Using the data below, return every line that holds the word "PartialEq".

[[ DATASET EXCERPTS open ]]

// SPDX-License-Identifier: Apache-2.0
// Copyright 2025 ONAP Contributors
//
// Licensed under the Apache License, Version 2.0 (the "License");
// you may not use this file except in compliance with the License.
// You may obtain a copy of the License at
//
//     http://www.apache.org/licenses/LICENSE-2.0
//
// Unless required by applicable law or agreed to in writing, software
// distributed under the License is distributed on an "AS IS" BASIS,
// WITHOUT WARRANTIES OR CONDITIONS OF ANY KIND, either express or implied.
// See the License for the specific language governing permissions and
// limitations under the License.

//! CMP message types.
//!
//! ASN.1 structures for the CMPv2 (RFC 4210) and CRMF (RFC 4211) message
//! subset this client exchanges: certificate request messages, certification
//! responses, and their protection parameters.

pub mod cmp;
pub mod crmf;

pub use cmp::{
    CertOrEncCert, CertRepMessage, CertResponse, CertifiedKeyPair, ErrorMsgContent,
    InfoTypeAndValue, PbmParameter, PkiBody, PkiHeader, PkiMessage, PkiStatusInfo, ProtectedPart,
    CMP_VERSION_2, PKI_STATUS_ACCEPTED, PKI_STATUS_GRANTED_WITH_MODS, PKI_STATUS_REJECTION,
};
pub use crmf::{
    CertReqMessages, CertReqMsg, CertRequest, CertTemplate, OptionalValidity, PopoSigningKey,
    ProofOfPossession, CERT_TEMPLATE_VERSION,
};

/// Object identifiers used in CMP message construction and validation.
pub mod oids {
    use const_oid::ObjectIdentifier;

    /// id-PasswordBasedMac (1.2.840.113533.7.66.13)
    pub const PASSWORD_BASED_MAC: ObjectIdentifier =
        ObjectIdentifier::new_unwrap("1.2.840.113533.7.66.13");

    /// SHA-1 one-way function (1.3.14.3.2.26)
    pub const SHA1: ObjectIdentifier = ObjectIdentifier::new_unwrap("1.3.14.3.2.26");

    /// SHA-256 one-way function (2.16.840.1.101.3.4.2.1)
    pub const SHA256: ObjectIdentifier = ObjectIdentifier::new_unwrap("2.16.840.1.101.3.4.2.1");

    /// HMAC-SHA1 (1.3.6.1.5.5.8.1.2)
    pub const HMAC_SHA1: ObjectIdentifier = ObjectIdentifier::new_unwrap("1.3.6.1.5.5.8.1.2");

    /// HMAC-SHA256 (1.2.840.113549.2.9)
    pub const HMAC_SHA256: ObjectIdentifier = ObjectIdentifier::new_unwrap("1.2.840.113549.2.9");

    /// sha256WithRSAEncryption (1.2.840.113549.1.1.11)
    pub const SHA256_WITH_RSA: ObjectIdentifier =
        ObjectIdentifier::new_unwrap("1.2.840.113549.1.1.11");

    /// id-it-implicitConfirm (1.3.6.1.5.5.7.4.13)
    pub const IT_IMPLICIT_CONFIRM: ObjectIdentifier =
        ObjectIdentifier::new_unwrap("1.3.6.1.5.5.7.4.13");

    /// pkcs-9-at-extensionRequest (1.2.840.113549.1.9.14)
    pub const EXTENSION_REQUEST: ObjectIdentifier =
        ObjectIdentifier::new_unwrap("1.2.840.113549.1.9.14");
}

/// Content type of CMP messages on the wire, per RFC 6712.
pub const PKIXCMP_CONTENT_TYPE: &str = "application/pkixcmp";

[[ DATASET EXCERPTS closed ]]
[[ DATASET EXCERPTS open ]]

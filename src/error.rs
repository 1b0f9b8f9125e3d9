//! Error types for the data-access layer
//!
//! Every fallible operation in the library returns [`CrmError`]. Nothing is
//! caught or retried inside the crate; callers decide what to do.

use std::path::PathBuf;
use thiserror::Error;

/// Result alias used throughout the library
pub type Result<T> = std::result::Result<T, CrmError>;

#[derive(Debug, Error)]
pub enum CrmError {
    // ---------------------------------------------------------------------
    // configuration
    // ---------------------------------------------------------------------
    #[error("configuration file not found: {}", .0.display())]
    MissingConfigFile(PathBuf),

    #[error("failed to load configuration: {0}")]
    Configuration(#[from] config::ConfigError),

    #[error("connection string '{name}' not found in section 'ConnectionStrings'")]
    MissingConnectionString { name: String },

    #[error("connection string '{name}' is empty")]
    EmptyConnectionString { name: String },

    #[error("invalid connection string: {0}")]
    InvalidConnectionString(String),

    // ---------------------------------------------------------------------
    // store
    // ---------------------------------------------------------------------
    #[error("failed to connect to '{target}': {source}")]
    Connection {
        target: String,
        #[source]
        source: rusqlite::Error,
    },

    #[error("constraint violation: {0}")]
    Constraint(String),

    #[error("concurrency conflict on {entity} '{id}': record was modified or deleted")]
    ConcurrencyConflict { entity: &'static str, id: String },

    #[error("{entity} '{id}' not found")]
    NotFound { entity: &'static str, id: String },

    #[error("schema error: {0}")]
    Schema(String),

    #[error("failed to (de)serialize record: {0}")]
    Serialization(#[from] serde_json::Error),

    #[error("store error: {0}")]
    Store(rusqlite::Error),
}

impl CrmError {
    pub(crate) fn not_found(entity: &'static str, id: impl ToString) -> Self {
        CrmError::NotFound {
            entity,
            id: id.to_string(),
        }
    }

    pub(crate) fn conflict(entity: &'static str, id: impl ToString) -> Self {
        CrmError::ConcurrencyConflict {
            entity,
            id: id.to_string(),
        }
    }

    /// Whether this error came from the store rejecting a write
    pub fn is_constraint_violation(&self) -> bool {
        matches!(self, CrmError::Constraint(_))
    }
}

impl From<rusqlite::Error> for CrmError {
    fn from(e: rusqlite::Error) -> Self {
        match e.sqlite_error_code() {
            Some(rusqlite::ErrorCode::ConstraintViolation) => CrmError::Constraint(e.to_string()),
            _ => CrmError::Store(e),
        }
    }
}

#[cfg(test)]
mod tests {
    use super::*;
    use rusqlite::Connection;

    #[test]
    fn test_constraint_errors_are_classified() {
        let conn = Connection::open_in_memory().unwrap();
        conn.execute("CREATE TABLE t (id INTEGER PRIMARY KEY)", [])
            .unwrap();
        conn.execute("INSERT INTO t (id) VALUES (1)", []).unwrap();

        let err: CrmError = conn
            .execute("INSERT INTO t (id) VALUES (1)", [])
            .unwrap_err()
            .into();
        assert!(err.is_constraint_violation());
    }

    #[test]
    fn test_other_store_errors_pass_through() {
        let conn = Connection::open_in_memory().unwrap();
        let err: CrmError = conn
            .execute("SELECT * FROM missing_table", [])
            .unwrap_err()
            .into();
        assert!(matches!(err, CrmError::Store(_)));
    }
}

[[ DATASET EXCERPTS closed ]]
[[ DATASET EXCERPTS open ]]

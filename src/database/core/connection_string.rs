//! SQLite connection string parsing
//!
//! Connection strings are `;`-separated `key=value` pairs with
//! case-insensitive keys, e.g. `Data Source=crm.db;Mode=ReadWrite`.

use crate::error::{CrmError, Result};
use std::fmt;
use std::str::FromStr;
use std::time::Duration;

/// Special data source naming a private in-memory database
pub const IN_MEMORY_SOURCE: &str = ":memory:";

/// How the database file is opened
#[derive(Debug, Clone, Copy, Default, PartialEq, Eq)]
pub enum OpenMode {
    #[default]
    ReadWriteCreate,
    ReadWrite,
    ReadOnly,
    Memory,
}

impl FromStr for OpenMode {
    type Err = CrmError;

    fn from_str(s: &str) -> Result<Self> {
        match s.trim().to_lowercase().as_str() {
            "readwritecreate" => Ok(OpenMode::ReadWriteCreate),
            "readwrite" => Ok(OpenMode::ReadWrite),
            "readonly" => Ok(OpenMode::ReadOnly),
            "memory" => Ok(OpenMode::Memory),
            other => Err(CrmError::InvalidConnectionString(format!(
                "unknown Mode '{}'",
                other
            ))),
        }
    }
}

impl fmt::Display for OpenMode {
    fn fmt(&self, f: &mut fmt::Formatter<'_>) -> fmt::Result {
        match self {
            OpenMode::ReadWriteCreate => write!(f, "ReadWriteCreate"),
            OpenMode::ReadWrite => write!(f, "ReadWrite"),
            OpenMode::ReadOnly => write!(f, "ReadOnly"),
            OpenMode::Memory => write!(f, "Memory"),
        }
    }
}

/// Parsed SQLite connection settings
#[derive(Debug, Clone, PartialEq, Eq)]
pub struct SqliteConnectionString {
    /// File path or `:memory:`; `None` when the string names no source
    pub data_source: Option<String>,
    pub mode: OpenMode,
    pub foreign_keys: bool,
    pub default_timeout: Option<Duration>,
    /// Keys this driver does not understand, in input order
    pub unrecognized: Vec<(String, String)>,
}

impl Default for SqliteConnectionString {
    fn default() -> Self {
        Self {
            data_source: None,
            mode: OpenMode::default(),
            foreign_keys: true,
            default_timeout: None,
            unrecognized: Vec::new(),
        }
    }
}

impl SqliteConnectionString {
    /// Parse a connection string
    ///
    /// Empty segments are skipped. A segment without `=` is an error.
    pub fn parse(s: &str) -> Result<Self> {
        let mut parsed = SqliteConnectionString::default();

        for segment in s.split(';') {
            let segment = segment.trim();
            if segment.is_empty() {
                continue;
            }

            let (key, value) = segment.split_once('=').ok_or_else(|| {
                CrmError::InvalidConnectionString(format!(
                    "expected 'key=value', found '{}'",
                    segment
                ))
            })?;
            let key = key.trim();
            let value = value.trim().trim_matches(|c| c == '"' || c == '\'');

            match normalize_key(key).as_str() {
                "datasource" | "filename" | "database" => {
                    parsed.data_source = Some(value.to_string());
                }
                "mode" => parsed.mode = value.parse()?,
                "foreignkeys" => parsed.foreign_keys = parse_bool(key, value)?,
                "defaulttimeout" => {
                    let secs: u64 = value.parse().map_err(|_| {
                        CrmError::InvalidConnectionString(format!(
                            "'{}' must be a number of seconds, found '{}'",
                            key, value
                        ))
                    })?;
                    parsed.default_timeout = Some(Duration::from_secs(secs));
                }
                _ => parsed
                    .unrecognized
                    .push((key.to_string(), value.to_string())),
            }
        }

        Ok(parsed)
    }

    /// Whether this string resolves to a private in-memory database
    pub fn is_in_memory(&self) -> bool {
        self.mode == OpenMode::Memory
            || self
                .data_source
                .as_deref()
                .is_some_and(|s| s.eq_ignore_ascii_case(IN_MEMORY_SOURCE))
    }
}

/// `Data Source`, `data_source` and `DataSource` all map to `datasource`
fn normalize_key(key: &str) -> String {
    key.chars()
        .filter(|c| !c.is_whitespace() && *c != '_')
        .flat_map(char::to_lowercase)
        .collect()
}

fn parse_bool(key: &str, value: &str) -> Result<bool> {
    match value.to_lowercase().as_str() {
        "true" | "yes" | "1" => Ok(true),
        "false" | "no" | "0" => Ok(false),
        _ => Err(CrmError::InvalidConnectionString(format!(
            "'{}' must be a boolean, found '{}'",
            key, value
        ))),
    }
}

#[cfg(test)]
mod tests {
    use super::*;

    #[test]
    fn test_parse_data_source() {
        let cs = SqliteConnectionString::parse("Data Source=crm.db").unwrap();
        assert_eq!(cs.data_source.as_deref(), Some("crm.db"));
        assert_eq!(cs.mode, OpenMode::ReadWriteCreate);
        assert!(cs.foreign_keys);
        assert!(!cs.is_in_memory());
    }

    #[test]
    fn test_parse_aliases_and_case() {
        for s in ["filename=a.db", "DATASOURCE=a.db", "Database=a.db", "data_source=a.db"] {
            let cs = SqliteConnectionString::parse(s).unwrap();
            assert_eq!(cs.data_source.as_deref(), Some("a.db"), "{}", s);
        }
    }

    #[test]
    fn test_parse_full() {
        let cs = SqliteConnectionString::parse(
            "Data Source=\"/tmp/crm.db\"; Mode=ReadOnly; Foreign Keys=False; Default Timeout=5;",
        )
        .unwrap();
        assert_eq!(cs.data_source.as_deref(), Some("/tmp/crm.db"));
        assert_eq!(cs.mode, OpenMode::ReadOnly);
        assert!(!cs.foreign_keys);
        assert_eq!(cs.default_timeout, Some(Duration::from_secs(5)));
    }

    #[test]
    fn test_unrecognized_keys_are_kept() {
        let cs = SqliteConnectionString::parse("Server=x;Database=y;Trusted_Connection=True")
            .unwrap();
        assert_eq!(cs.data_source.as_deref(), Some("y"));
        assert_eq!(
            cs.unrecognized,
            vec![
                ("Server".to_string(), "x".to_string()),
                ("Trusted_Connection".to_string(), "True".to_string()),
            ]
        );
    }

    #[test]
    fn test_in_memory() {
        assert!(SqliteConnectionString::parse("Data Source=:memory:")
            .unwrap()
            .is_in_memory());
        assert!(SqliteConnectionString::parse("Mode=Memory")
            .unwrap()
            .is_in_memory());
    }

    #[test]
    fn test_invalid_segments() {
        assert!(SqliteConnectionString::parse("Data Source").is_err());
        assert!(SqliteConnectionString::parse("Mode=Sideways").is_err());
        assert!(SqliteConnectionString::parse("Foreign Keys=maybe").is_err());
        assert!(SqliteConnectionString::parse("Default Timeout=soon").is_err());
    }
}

[[ DATASET EXCERPTS closed ]]

* EXERCISE SOLUTION *
#[derive(Debug, Clone, Copy, Default, PartialEq, Eq)]
#[derive(Debug, Clone, PartialEq, Eq)]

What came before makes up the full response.